WHAT THE TASK REQUIRES: Where the string "await" appears in a line of the material below, copy that line.

※

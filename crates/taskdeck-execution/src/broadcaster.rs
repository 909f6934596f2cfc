//! Fan-out of dashboard events to live subscribers.
//!
//! Each subscriber owns a bounded queue. Publishing never waits: a subscriber
//! whose queue is full or closed is dropped from the set, and the remaining
//! subscribers still receive the event.

use std::sync::Mutex;
use std::sync::atomic::{AtomicU64, Ordering};

use taskdeck_core::event::DashboardEvent;
use tokio::sync::mpsc;
use tokio::sync::mpsc::error::TrySendError;

pub type SubscriberId = u64;

struct Subscriber {
    id: SubscriberId,
    sender: mpsc::Sender<DashboardEvent>,
}

/// Receiving end handed to a connection.
pub struct Subscription {
    id: SubscriberId,
    receiver: mpsc::Receiver<DashboardEvent>,
}

impl Subscription {
    pub fn id(&self) -> SubscriberId {
        self.id
    }

    /// Waits for the next event. Returns `None` once the broadcaster has
    /// dropped this subscriber.
    pub async fn recv(&mut self) -> Option<DashboardEvent> {
        self.receiver.recv().await
    }

    /// Returns the next queued event without waiting.
    pub fn try_recv(&mut self) -> Option<DashboardEvent> {
        self.receiver.try_recv().ok()
    }
}

/// Observer set with best-effort delivery and self-pruning on failure.
pub struct Broadcaster {
    subscribers: Mutex<Vec<Subscriber>>,
    next_id: AtomicU64,
    buffer: usize,
}

impl Broadcaster {
    /// Creates a broadcaster whose subscribers queue up to `buffer` events.
    pub fn new(buffer: usize) -> Self {
        Self {
            subscribers: Mutex::new(Vec::new()),
            next_id: AtomicU64::new(1),
            buffer: buffer.max(1),
        }
    }

    /// Adds a subscriber and queues `initial` for it before any later event.
    pub fn subscribe(&self, initial: Vec<DashboardEvent>) -> Subscription {
        let id = self.next_id.fetch_add(1, Ordering::Relaxed);
        let (sender, receiver) = mpsc::channel(self.buffer.max(initial.len()));

        let mut subscribers = self.lock();
        for event in initial {
            // Capacity covers the initial batch, so this cannot fail.
            let _ = sender.try_send(event);
        }
        subscribers.push(Subscriber { id, sender });
        tracing::debug!(subscriber_id = id, total = subscribers.len(), "subscriber added");

        Subscription { id, receiver }
    }

    /// Removes a subscriber. Removing an unknown or already removed id is a no-op.
    pub fn unsubscribe(&self, id: SubscriberId) -> bool {
        let mut subscribers = self.lock();
        let before = subscribers.len();
        subscribers.retain(|s| s.id != id);
        let removed = subscribers.len() != before;
        if removed {
            tracing::debug!(subscriber_id = id, total = subscribers.len(), "subscriber removed");
        }
        removed
    }

    /// Delivers `event` to every subscriber, pruning the ones that cannot take it.
    pub fn publish(&self, event: DashboardEvent) {
        let mut subscribers = self.lock();
        subscribers.retain(|subscriber| match subscriber.sender.try_send(event.clone()) {
            Ok(()) => true,
            Err(TrySendError::Full(_)) => {
                tracing::warn!(
                    subscriber_id = subscriber.id,
                    "subscriber queue full; dropping subscriber"
                );
                false
            }
            Err(TrySendError::Closed(_)) => {
                tracing::debug!(subscriber_id = subscriber.id, "subscriber disconnected");
                false
            }
        });
    }

    pub fn subscriber_count(&self) -> usize {
        self.lock().len()
    }

    fn lock(&self) -> std::sync::MutexGuard<'_, Vec<Subscriber>> {
        // A panic while holding the lock leaves the list itself consistent.
        self.subscribers
            .lock()
            .unwrap_or_else(|poisoned| poisoned.into_inner())
    }
}

impl Default for Broadcaster {
    fn default() -> Self {
        Self::new(256)
    }
}

#[cfg(test)]
mod tests {
    use super::*;
    use taskdeck_core::event::Notification;

    fn note(message: &str) -> DashboardEvent {
        DashboardEvent::Notification(Notification::success("test", message))
    }

    #[tokio::test]
    async fn test_initial_events_arrive_first() {
        let broadcaster = Broadcaster::new(4);
        let mut sub = broadcaster.subscribe(vec![note("snapshot")]);
        broadcaster.publish(note("live"));

        assert_eq!(sub.recv().await, Some(note("snapshot")));
        assert_eq!(sub.recv().await, Some(note("live")));
    }

    #[tokio::test]
    async fn test_publish_reaches_every_subscriber() {
        let broadcaster = Broadcaster::new(4);
        let mut a = broadcaster.subscribe(Vec::new());
        let mut b = broadcaster.subscribe(Vec::new());

        broadcaster.publish(note("hello"));

        assert_eq!(a.recv().await, Some(note("hello")));
        assert_eq!(b.recv().await, Some(note("hello")));
    }

    #[test]
    fn test_closed_subscriber_is_pruned_without_affecting_others() {
        let broadcaster = Broadcaster::new(4);
        let dropped = broadcaster.subscribe(Vec::new());
        let mut kept = broadcaster.subscribe(Vec::new());
        drop(dropped);

        broadcaster.publish(note("after drop"));

        assert_eq!(broadcaster.subscriber_count(), 1);
        assert_eq!(kept.try_recv(), Some(note("after drop")));
    }

    #[test]
    fn test_full_subscriber_is_pruned() {
        let broadcaster = Broadcaster::new(1);
        let mut slow = broadcaster.subscribe(Vec::new());

        broadcaster.publish(note("one"));
        broadcaster.publish(note("two"));

        assert_eq!(broadcaster.subscriber_count(), 0);
        assert_eq!(slow.try_recv(), Some(note("one")));
        assert_eq!(slow.try_recv(), None);
    }

    #[test]
    fn test_unsubscribe_is_idempotent() {
        let broadcaster = Broadcaster::new(4);
        let sub = broadcaster.subscribe(Vec::new());

        assert!(broadcaster.unsubscribe(sub.id()));
        assert!(!broadcaster.unsubscribe(sub.id()));
        assert_eq!(broadcaster.subscriber_count(), 0);
    }

    #[test]
    fn test_publish_without_subscribers_is_ok() {
        let broadcaster = Broadcaster::default();
        broadcaster.publish(note("nobody listening"));
        assert_eq!(broadcaster.subscriber_count(), 0);
    }
}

※

ANSWER FOR THE TASK:
        self.receiver.recv().await
        assert_eq!(sub.recv().await, Some(note("snapshot")));
        assert_eq!(sub.recv().await, Some(note("live")));
        assert_eq!(a.recv().await, Some(note("hello")));
        assert_eq!(b.recv().await, Some(note("hello")));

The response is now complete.